No ha logrado dejar de observar a ese
individuo. Común, tal vez triste o tal vez alegre, pero serio. Pensativo.
Constante. El movimiento del brazo derecho indica que se dispone a avanzar, sus
piernas lo seguirán. Sin embargo desde el colectivo, de pies estáticas, alguien
se permite contemplar la escena sin parpadear. Los pasos en la vereda acaban a
centímetros del cordón. Su cuello gira sobre sus hombros para evitar sorpresas
y traga aire y saliva.
La idea de impaciencia toma consistencia
entre tanto paso perdido. Puede ocurrir lo peor; tal vez ocurra; tal vez ya
ocurrió. Porque sus ojos bien saben que los accidentes son comunes. La sola
idea del abandono construye un muro de posibilidades. Él, bien sabe que
cualquiera puede distraerse con facilidad.

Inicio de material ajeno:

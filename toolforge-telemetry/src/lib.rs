//! Observability utilities for the plugin runtime.

#![warn(missing_docs, clippy::pedantic)]

pub mod tracing_support;

pub use tracing_support::{env_filter, init_tracing};
//! Plugin runtime kernel: archive scanning, isolated loading, registration,
//! and access-checked dispatch.
//!
//! [`PluginRuntime`] wires the pieces together. At startup it scans the
//! plugin directory, loads each archive into its own isolation context, and
//! publishes the resulting tools. A failing archive is logged and skipped;
//! it never aborts the scan.

#![warn(missing_docs, clippy::pedantic)]

pub mod archive;
mod catalog;
mod dispatch;
mod error;
mod loader;
mod scheduler;

use std::path::Path;
use std::sync::Arc;

use futures::future::join_all;
use toolforge_config::RuntimeConfig;
use toolforge_policy::{AccessPolicy, PolicyResult, RoleMapping, TierPolicy};
use toolforge_primitives::ToolName;
use toolforge_tools::{IsolationContext, PluginRegistry, ProviderTable};
use tracing::{error, info, warn};

pub use archive::{ArchiveManifest, scan};
pub use catalog::{EntryStatus, ToolCatalog};
pub use dispatch::DispatchService;
pub use error::{DispatchError, DispatchResult, LoadError, LoadResult};
pub use loader::ArchiveLoader;
pub use scheduler::{LoadScheduler, SchedulerConfig, SchedulerError, SchedulerResult};

/// Outcome of scanning and loading the plugin directory.
#[derive(Debug, Default)]
pub struct LoadReport {
    /// Tool names published, in load order.
    pub loaded: Vec<ToolName>,
    /// Archives that were skipped, with the reason.
    pub failures: Vec<LoadError>,
}

impl LoadReport {
    /// Returns `true` when no archive failed.
    #[must_use]
    pub fn is_clean(&self) -> bool {
        self.failures.is_empty()
    }

    fn record(&mut self, outcome: LoadResult<Vec<ToolName>>) {
        match outcome {
            Ok(names) => self.loaded.extend(names),
            Err(err) => self.failures.push(err),
        }
    }
}

/// Owns the registry, provider table, loader, and access policy.
#[derive(Clone)]
pub struct PluginRuntime {
    config: RuntimeConfig,
    registry: Arc<PluginRegistry>,
    loader: ArchiveLoader,
    policy: Arc<dyn AccessPolicy>,
}

impl PluginRuntime {
    /// Creates a runtime from explicit parts.
    #[must_use]
    pub fn new(
        mut config: RuntimeConfig,
        providers: ProviderTable,
        policy: Arc<dyn AccessPolicy>,
    ) -> Self {
        config.normalize();
        Self {
            config,
            registry: Arc::new(PluginRegistry::new()),
            loader: ArchiveLoader::new(Arc::new(providers)),
            policy,
        }
    }

    /// Creates a runtime using every provider linked into the binary and a
    /// [`TierPolicy`] built from the access section of `config`.
    ///
    /// # Errors
    ///
    /// Returns [`PolicyError`](toolforge_policy::PolicyError) when the
    /// configured role names are invalid.
    pub fn from_config(config: RuntimeConfig) -> PolicyResult<Self> {
        let roles = RoleMapping::new(&config.access.admin_roles, &config.access.premium_roles)?;
        let policy = TierPolicy::new(roles, config.access.fallback_level);
        Ok(Self::new(config, ProviderTable::from_inventory(), Arc::new(policy)))
    }

    /// Returns the runtime configuration.
    #[must_use]
    pub fn config(&self) -> &RuntimeConfig {
        &self.config
    }

    /// Returns the shared registry.
    #[must_use]
    pub fn registry(&self) -> &Arc<PluginRegistry> {
        &self.registry
    }

    /// Returns the provider table archives are resolved against.
    #[must_use]
    pub fn providers(&self) -> &Arc<ProviderTable> {
        self.loader.providers()
    }

    /// Returns the access policy in force.
    #[must_use]
    pub fn policy(&self) -> &Arc<dyn AccessPolicy> {
        &self.policy
    }

    /// Lists the archives in the configured plugin directory.
    #[must_use]
    pub fn scan(&self) -> Vec<std::path::PathBuf> {
        scan(&self.config.plugin_dir, &self.config.archive_extension)
    }

    /// Scans and loads every archive sequentially.
    pub fn initialize(&self) -> LoadReport {
        let archives = self.scan();
        info!(
            dir = %self.config.plugin_dir.display(),
            archives = archives.len(),
            "loading archives"
        );

        let mut report = LoadReport::default();
        for path in &archives {
            report.record(self.load_archive(path));
        }
        self.log_report(&report);
        report
    }

    /// Scans the plugin directory and loads archives on the blocking pool.
    ///
    /// At most `max_parallel_loads` archives load at once. Results are
    /// published in scan order, one registry update per archive, so the
    /// outcome matches [`Self::initialize`].
    pub async fn initialize_parallel(&self) -> LoadReport {
        let archives = self.scan();
        let scheduler = LoadScheduler::new(SchedulerConfig::clamped(self.config.max_parallel_loads));
        info!(
            dir = %self.config.plugin_dir.display(),
            archives = archives.len(),
            max_concurrency = scheduler.config().max_concurrency().get(),
            "loading archives in parallel"
        );

        let jobs = archives.iter().map(|path| {
            let loader = self.loader.clone();
            let owned = path.clone();
            let queued = scheduler.spawn_blocking(move || loader.load(&owned));
            async move {
                let handle = queued.map_err(|err| aborted(path, &err))?;
                match handle.await {
                    Ok(Ok(outcome)) => outcome,
                    Ok(Err(err)) => Err(aborted(path, &err)),
                    Err(err) => Err(aborted(path, &err)),
                }
            }
        });
        let outcomes = join_all(jobs).await;

        let mut report = LoadReport::default();
        for outcome in outcomes {
            report.record(outcome.map(|context| self.publish(&context)).inspect_err(log_failure));
        }
        self.log_report(&report);
        report
    }

    /// Loads according to the configuration: in parallel when
    /// `parallel_load` is set, sequentially otherwise.
    pub async fn start(&self) -> LoadReport {
        if self.config.parallel_load {
            self.initialize_parallel().await
        } else {
            self.initialize()
        }
    }

    /// Loads one archive and publishes its tools.
    ///
    /// A tool name already registered is replaced; the previous context is
    /// released once no entry or in-flight call holds it.
    ///
    /// # Errors
    ///
    /// Returns the [`LoadError`] that caused the archive to be skipped.
    pub fn load_archive(&self, path: &Path) -> LoadResult<Vec<ToolName>> {
        self.loader
            .load(path)
            .map(|context| self.publish(&context))
            .inspect_err(log_failure)
    }

    /// Unregisters `name`, returning whether it was registered.
    pub fn unload(&self, name: &str) -> bool {
        self.registry.remove(name).is_some()
    }

    /// Unregisters every tool. Safe to call more than once.
    pub fn shutdown(&self) -> usize {
        let removed = self.registry.clear();
        info!(removed, "plugin runtime shut down");
        removed
    }

    /// Returns a dispatch service over this runtime's registry and policy.
    #[must_use]
    pub fn dispatcher(&self) -> DispatchService {
        DispatchService::new(Arc::clone(&self.registry), Arc::clone(&self.policy))
    }

    /// Returns the operational catalog over this runtime's registry.
    #[must_use]
    pub fn catalog(&self) -> ToolCatalog {
        ToolCatalog::new(self.dispatcher())
    }

    fn publish(&self, context: &Arc<IsolationContext>) -> Vec<ToolName> {
        self.registry.put_context(context)
    }

    fn log_report(&self, report: &LoadReport) {
        if report.is_clean() {
            info!(tools = report.loaded.len(), registered = self.registry.len(), "archives loaded");
        } else {
            warn!(
                tools = report.loaded.len(),
                failures = report.failures.len(),
                registered = self.registry.len(),
                "archives loaded with failures"
            );
        }
    }
}

impl std::fmt::Debug for PluginRuntime {
    fn fmt(&self, f: &mut std::fmt::Formatter<'_>) -> std::fmt::Result {
        f.debug_struct("PluginRuntime")
            .field("config", &self.config)
            .field("registry", &self.registry)
            .finish_non_exhaustive()
    }
}

fn aborted(path: &Path, err: &dyn std::fmt::Display) -> LoadError {
    LoadError::Aborted {
        path: path.to_path_buf(),
        reason: err.to_string(),
    }
}

fn log_failure(err: &LoadError) {
    error!(archive = %err.path().display(), error = %err, "skipping archive");
}
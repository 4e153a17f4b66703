//! Conventions for tool output field maps.

use serde_json::Value;
use toolforge_primitives::FieldMap;

/// Boolean flag reporting whether processing succeeded.
pub const SUCCESS_FIELD: &str = "success";
/// Message describing a failure.
pub const ERROR_FIELD: &str = "error";

/// Marks `fields` as a successful result.
#[must_use]
pub fn success(mut fields: FieldMap) -> FieldMap {
    fields.insert(SUCCESS_FIELD.into(), Value::Bool(true));
    fields
}

/// Builds a failure result carrying `message`.
#[must_use]
pub fn failure(message: impl Into<String>) -> FieldMap {
    let mut fields = FieldMap::new();
    fields.insert(SUCCESS_FIELD.into(), Value::Bool(false));
    fields.insert(ERROR_FIELD.into(), Value::String(message.into()));
    fields
}

/// Returns `true` when the output's success flag is set.
#[must_use]
pub fn is_success(fields: &FieldMap) -> bool {
    fields
        .get(SUCCESS_FIELD)
        .and_then(Value::as_bool)
        .unwrap_or(false)
}

/// Returns the failure message, if any.
#[must_use]
pub fn error_message(fields: &FieldMap) -> Option<&str> {
    fields.get(ERROR_FIELD).and_then(Value::as_str)
}

#[cfg(test)]
mod tests {
    use super::*;

    #[test]
    fn success_keeps_tool_fields() {
        let mut fields = FieldMap::new();
        fields.insert("digest".into(), Value::from("abc"));
        let out = success(fields);
        assert!(is_success(&out));
        assert_eq!(out.get("digest"), Some(&Value::from("abc")));
    }

    #[test]
    fn failure_carries_message() {
        let out = failure("invalid json");
        assert!(!is_success(&out));
        assert_eq!(error_message(&out), Some("invalid json"));
    }

    #[test]
    fn missing_flag_is_not_success() {
        assert!(!is_success(&FieldMap::new()));
    }
}
//! Self-describing tool metadata.

use serde::{Deserialize, Serialize};
use serde_json::Value;

use crate::{AccessLevel, FieldMap};

/// Structured metadata a tool publishes about itself.
///
/// Only `id` and `access_level` carry meaning for the runtime. The schemas
/// and any extra UI fields are passed through untouched.
#[derive(Clone, Debug, PartialEq, Serialize, Deserialize)]
#[serde(rename_all = "camelCase")]
pub struct ToolDescriptor {
    id: String,
    #[serde(default)]
    name: String,
    #[serde(default, skip_serializing_if = "Option::is_none")]
    description: Option<String>,
    #[serde(default, skip_serializing_if = "Option::is_none")]
    category: Option<String>,
    #[serde(default)]
    access_level: AccessLevel,
    #[serde(default, skip_serializing_if = "Value::is_null")]
    input_schema: Value,
    #[serde(default, skip_serializing_if = "Value::is_null")]
    output_schema: Value,
    #[serde(flatten)]
    extra: FieldMap,
}

impl ToolDescriptor {
    /// Starts building a [`ToolDescriptor`].
    #[must_use]
    pub fn builder(id: impl Into<String>) -> ToolDescriptorBuilder {
        ToolDescriptorBuilder {
            id: id.into(),
            name: None,
            description: None,
            category: None,
            access_level: AccessLevel::default(),
            input_schema: Value::Null,
            output_schema: Value::Null,
            extra: FieldMap::new(),
        }
    }

    /// Returns the unique tool identifier.
    #[must_use]
    pub fn id(&self) -> &str {
        &self.id
    }

    /// Returns the display name, falling back to the id when none was given.
    #[must_use]
    pub fn name(&self) -> &str {
        if self.name.is_empty() {
            &self.id
        } else {
            &self.name
        }
    }

    /// Returns the optional description.
    #[must_use]
    pub fn description(&self) -> Option<&str> {
        self.description.as_deref()
    }

    /// Returns the optional category.
    #[must_use]
    pub fn category(&self) -> Option<&str> {
        self.category.as_deref()
    }

    /// Returns the required access level, already coerced to a valid value.
    #[must_use]
    pub const fn access_level(&self) -> AccessLevel {
        self.access_level
    }

    /// Returns the declared input schema.
    #[must_use]
    pub fn input_schema(&self) -> &Value {
        &self.input_schema
    }

    /// Returns the declared output schema.
    #[must_use]
    pub fn output_schema(&self) -> &Value {
        &self.output_schema
    }

    /// Returns fields the runtime does not interpret.
    #[must_use]
    pub fn extra(&self) -> &FieldMap {
        &self.extra
    }
}

/// Builder for [`ToolDescriptor`].
#[derive(Debug)]
pub struct ToolDescriptorBuilder {
    id: String,
    name: Option<String>,
    description: Option<String>,
    category: Option<String>,
    access_level: AccessLevel,
    input_schema: Value,
    output_schema: Value,
    extra: FieldMap,
}

impl ToolDescriptorBuilder {
    /// Sets the display name.
    #[must_use]
    pub fn name(mut self, name: impl Into<String>) -> Self {
        self.name = Some(name.into());
        self
    }

    /// Sets an optional description.
    #[must_use]
    pub fn description(mut self, description: impl Into<String>) -> Self {
        self.description = Some(description.into());
        self
    }

    /// Sets an optional category.
    #[must_use]
    pub fn category(mut self, category: impl Into<String>) -> Self {
        self.category = Some(category.into());
        self
    }

    /// Sets the required access level.
    #[must_use]
    pub fn access_level(mut self, level: AccessLevel) -> Self {
        self.access_level = level;
        self
    }

    /// Sets the required access level from a declared string, coercing
    /// unrecognised values to [`AccessLevel::Normal`].
    #[must_use]
    pub fn declared_level(mut self, raw: &str) -> Self {
        self.access_level = AccessLevel::coerce(Some(raw));
        self
    }

    /// Sets the input field schema.
    #[must_use]
    pub fn input_schema(mut self, schema: Value) -> Self {
        self.input_schema = schema;
        self
    }

    /// Sets the output field schema.
    #[must_use]
    pub fn output_schema(mut self, schema: Value) -> Self {
        self.output_schema = schema;
        self
    }

    /// Adds an opaque passthrough field.
    #[must_use]
    pub fn extra(mut self, key: impl Into<String>, value: Value) -> Self {
        self.extra.insert(key.into(), value);
        self
    }

    /// Consumes the builder and returns the descriptor.
    ///
    /// # Errors
    ///
    /// Returns [`crate::Error::InvalidDescriptor`] when the id is empty.
    pub fn build(self) -> crate::Result<ToolDescriptor> {
        if self.id.trim().is_empty() {
            return Err(crate::Error::InvalidDescriptor {
                reason: "descriptor id cannot be empty".into(),
            });
        }

        Ok(ToolDescriptor {
            name: self.name.unwrap_or_default(),
            id: self.id,
            description: self.description,
            category: self.category,
            access_level: self.access_level,
            input_schema: self.input_schema,
            output_schema: self.output_schema,
            extra: self.extra,
        })
    }
}
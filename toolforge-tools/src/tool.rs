//! The tool contract and the panic guard applied around tool code.

use std::any::Any;
use std::panic::{self, AssertUnwindSafe};

use thiserror::Error;
use toolforge_primitives::{FieldMap, ToolDescriptor};

/// Result alias for tool operations.
pub type ToolResult<T> = Result<T, ToolError>;

/// Contract every loadable tool implements.
///
/// Tools are expected to be synchronous, pure, and fast. The runtime imposes
/// no timeout; a slow tool only stalls its own caller.
pub trait Tool: Send + Sync {
    /// Name the tool is registered under.
    fn name(&self) -> &str;

    /// Returns the tool's self-description.
    ///
    /// # Errors
    ///
    /// Implementations may fail; the registry treats a failure as
    /// "descriptor unavailable".
    fn metadata(&self) -> ToolResult<ToolDescriptor>;

    /// Processes input fields into output fields.
    ///
    /// Output conventionally carries a boolean `success` flag and, on
    /// failure, an `error` message (see [`crate::output`]).
    ///
    /// # Errors
    ///
    /// Any error is normalized into a failure output by the dispatch layer.
    fn process(&self, input: FieldMap) -> ToolResult<FieldMap>;
}

impl std::fmt::Debug for dyn Tool {
    fn fmt(&self, f: &mut std::fmt::Formatter<'_>) -> std::fmt::Result {
        f.debug_struct("Tool")
            .field("name", &self.name())
            .finish_non_exhaustive()
    }
}

/// Errors produced by tools, providers, and the guard around them.
#[derive(Debug, Error)]
pub enum ToolError {
    /// Tool metadata could not be produced.
    #[error("invalid tool metadata: {reason}")]
    InvalidMetadata {
        /// Human-readable reason for the failure.
        reason: String,
    },

    /// Tool execution failed.
    #[error("tool execution failed: {reason}")]
    Execution {
        /// Human-readable error returned by the tool implementation.
        reason: String,
    },

    /// Requested provider is not in the registration table.
    #[error("provider `{id}` is not registered")]
    UnknownProvider {
        /// Identifier that failed to resolve.
        id: String,
    },

    /// A provider factory could not construct its tool.
    #[error("provider `{id}` failed: {reason}")]
    Provider {
        /// Provider identifier.
        id: String,
        /// Human-readable reason for the failure.
        reason: String,
    },

    /// Tool code panicked.
    #[error("tool panicked: {message}")]
    Panicked {
        /// Panic payload rendered as text.
        message: String,
    },
}

impl ToolError {
    /// Creates an execution error from the supplied reason.
    #[must_use]
    pub fn execution(reason: impl Into<String>) -> Self {
        Self::Execution {
            reason: reason.into(),
        }
    }

    /// Creates a metadata error from the supplied reason.
    #[must_use]
    pub fn invalid_metadata(reason: impl Into<String>) -> Self {
        Self::InvalidMetadata {
            reason: reason.into(),
        }
    }
}

/// Runs tool code, converting a panic into [`ToolError::Panicked`].
///
/// Panics are only caught when the binary unwinds; with `panic = "abort"`
/// the process still terminates.
///
/// # Errors
///
/// Returns the closure's own error, or [`ToolError::Panicked`] when it
/// unwinds.
pub fn guarded<T>(f: impl FnOnce() -> ToolResult<T>) -> ToolResult<T> {
    match panic::catch_unwind(AssertUnwindSafe(f)) {
        Ok(result) => result,
        Err(payload) => Err(ToolError::Panicked {
            message: panic_message(payload.as_ref()),
        }),
    }
}

fn panic_message(payload: &(dyn Any + Send)) -> String {
    if let Some(message) = payload.downcast_ref::<&str>() {
        (*message).to_owned()
    } else if let Some(message) = payload.downcast_ref::<String>() {
        message.clone()
    } else {
        "non-string panic payload".to_owned()
    }
}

Cualquiera puede tener intenciones
de no llegar tarde.
Idas y vueltas sin retorno, y lo tan temido
va a suceder. El semáforo se distingue iluminado. Pasea por tonos amarillos y
se forma como una gran esfera verde. El colectivero, responsable de todo
aquello que él es, acelera con agilidad la gran máquina. Se impone con
paciencia en esa peligrosa esquina.
El hombre, alertado por el rugir de tal monstruosa
carrocería se congela de piernas y uñas. Su cielo se nubla y el rugir de
artefacto desata una impalpable idea: un árbol, una casa, un automóvil, otro
auto, otra casa, otro árbol.
El hombre emprende su caminata alejando el
claro con un colectivo que pasa a metros sobre la calle.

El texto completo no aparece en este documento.